CAN THIS REALLY LEAD TO INCREASED TRADE?
Sean: “It can be beneficial. The things they want to talk about are important. Most important is digital policy and avoiding the imposition of national requirements that all data generated stay within the borders of the countries where the data was generated. While rules governing data flows are necessary, in some ways, this has become a new form of nationalism and ultimately of protectionism. The Administration also wants to focus on clean energy, addressing climate change as an American priority. I think all this is good. The bigger question is: Is it enough to meaningfully reinsert America’s economic leadership in the region? There are no incentives to grow trade or create new trade opportunities, which is what other countries are looking for, so it’s very different from the CPTPP and other traditional trade agreements. Handled well, however, IPEF could prove to be a useful vehicle for negotiating forward-looking provisions that could be included in future trade agreements.
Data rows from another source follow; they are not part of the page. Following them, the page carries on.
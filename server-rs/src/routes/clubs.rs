use axum::{
    extract::{Path, Query, State},
    Json,
};
use chrono::Utc;
use serde_json::{json, Value};

use crate::error::{AppError, AppResult};
use crate::middleware::admin::{ensure_club_admin, load_club};
use crate::middleware::auth::AuthUser;
use crate::models::club::{is_clock_time, UpdateClubRequest, WEEKDAYS};
use crate::models::plan::membership_tiers;
use crate::models::user::UserPublic;
use crate::services::directory;
use crate::services::listing::{filter_by_search, ListQuery};
use crate::AppState;

fn non_blank(field: &str, value: String) -> AppResult<String> {
    let trimmed = value.trim();
    if trimmed.is_empty() {
        return Err(AppError::BadRequest(format!("{field} cannot be empty")));
    }
    Ok(trimmed.to_string())
}

pub async fn list_clubs(
    State(state): State<AppState>,
    Query(q): Query<ListQuery>,
) -> AppResult<Json<Value>> {
    let clubs = directory::active_clubs(
        state.store.as_ref(),
        &state.cache,
        state.config.directory.cache_seconds,
    )
    .await?;
    let clubs = filter_by_search(clubs, q.search.as_deref());
    Ok(Json(json!({
        "total": clubs.len(),
        "clubs": clubs,
    })))
}

pub async fn get_club(
    State(state): State<AppState>,
    Path(club_id): Path<String>,
) -> AppResult<Json<Value>> {
    let club = load_club(&state, &club_id).await?;
    if !club.is_active {
        return Err(AppError::NotFound("Club not found".into()));
    }

    let courts = state.store.list_courts(&club_id).await?;
    let coaches = state.store.list_coaches(&club_id).await?;
    let lessons = state.store.list_group_lessons(&club_id).await?;
    let plans = state.store.list_plans(&club_id).await?;
    let tiers = membership_tiers(&plans);
    let active_plans: Vec<_> = plans.into_iter().filter(|p| p.is_active).collect();

    Ok(Json(json!({
        "club": club,
        "courts": courts,
        "coaches": coaches,
        "groupLessons": lessons,
        "membershipPlans": active_plans,
        "membershipTiers": tiers,
    })))
}

pub async fn update_club(
    State(state): State<AppState>,
    auth: axum::Extension<AuthUser>,
    Path(club_id): Path<String>,
    Json(body): Json<UpdateClubRequest>,
) -> AppResult<Json<Value>> {
    let (user, _) = ensure_club_admin(&state, &auth, &club_id).await?;
    let patch = validate_profile(body)?;

    let club = state
        .store
        .update_club_profile(&club_id, &patch, Utc::now())
        .await?
        .ok_or_else(|| AppError::NotFound("Club not found".into()))?;
    directory::invalidate(&state.cache).await;

    tracing::info!(%club_id, by = %user.id, "Club updated");
    Ok(Json(json!({ "club": club })))
}

/// Trims required text fields and checks hours and booking settings.
fn validate_profile(mut body: UpdateClubRequest) -> AppResult<UpdateClubRequest> {
    body.name = body.name.map(|v| non_blank("Name", v)).transpose()?;
    body.city = body.city.map(|v| non_blank("City", v)).transpose()?;
    body.state = body.state.map(|v| non_blank("State", v)).transpose()?;
    body.court_type = body
        .court_type
        .map(|v| non_blank("Court type", v))
        .transpose()?;
    if let Some(email) = body.email.take() {
        let email = non_blank("Email", email)?;
        if !email.contains('@') {
            return Err(AppError::BadRequest("A valid email is required".into()));
        }
        body.email = Some(email);
    }
    if let Some(hours) = &body.operating_hours {
        for h in hours {
            if !WEEKDAYS.contains(&h.day.as_str()) {
                return Err(AppError::BadRequest(format!("Unknown day '{}'", h.day)));
            }
            if !h.closed && (!is_clock_time(&h.open) || !is_clock_time(&h.close) || h.open >= h.close)
            {
                return Err(AppError::BadRequest(format!(
                    "Invalid hours for {}: expected HH:MM with open before close",
                    h.day
                )));
            }
        }
    }
    if let Some(settings) = &body.booking_settings {
        if settings.slot_minutes <= 0
            || settings.advance_booking_days < 0
            || settings.max_bookings_per_day <= 0
            || settings.cancellation_hours < 0
        {
            return Err(AppError::BadRequest("Invalid booking settings".into()));
        }
    }
    Ok(body)
}

pub async fn list_members(
    State(state): State<AppState>,
    auth: axum::Extension<AuthUser>,
    Path(club_id): Path<String>,
) -> AppResult<Json<Value>> {
    ensure_club_admin(&state, &auth, &club_id).await?;

    let memberships = state.store.list_memberships(&club_id).await?;
    let mut members = Vec::with_capacity(memberships.len());
    for m in memberships {
        let Some(user) = state.store.get_user(m.user_id).await? else {
            continue;
        };
        members.push(json!({
            "user": UserPublic::from(&user),
            "role": m.role,
            "planId": m.plan_id,
            "status": m.status,
            "joinedAt": m.joined_at,
        }));
    }
    Ok(Json(json!({ "members": members })))
}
Because it still lacks substantive detail—which will emerge from future negotiations—we don’t know how interested our partners will be in this. What do they have to gain and how important are these issues in their scale of economic priorities?”
Susanne: “The California Chamber wants to be supportive and we see this as a great start. We would like to see as much meat on the framework as possible, so we’re optimistic, but we always want more substance.”
Why Indo-Pacific Region?
- The combined gross domestic product (GDP) of the countries in this region represent 40 percent of the global GDP.
- About 60 percent of the world’s population reside in the Indo-Pacific.
- The region is expected to be the biggest contributor to global growth over the next three decades.
Other Trade Agreements/Initiatives to Watch
- The Regional Comprehensive Economic Partnership (RCEP), which went into effect in January 2022, is a free trade agreement among 15 of the Asia-Pacific nations signed that account for 30 percent of the world’s population, including China.
- The Belt and Road Initiative (BRI) is one of the most ambitious infrastructure projects ever conceived. Launched in 2013 by China’s President Xi Jinping, the vast collection of development and investment initiatives would stretch from East Asia to Europe, significantly expanding China’s economic and political influence.
- The U.S. and Taiwan are currently looking at other avenues to do more with their relationship after 52 members of U.S. Congress agreed that Taiwan (who wasn’t invited) should be part of the IPEF.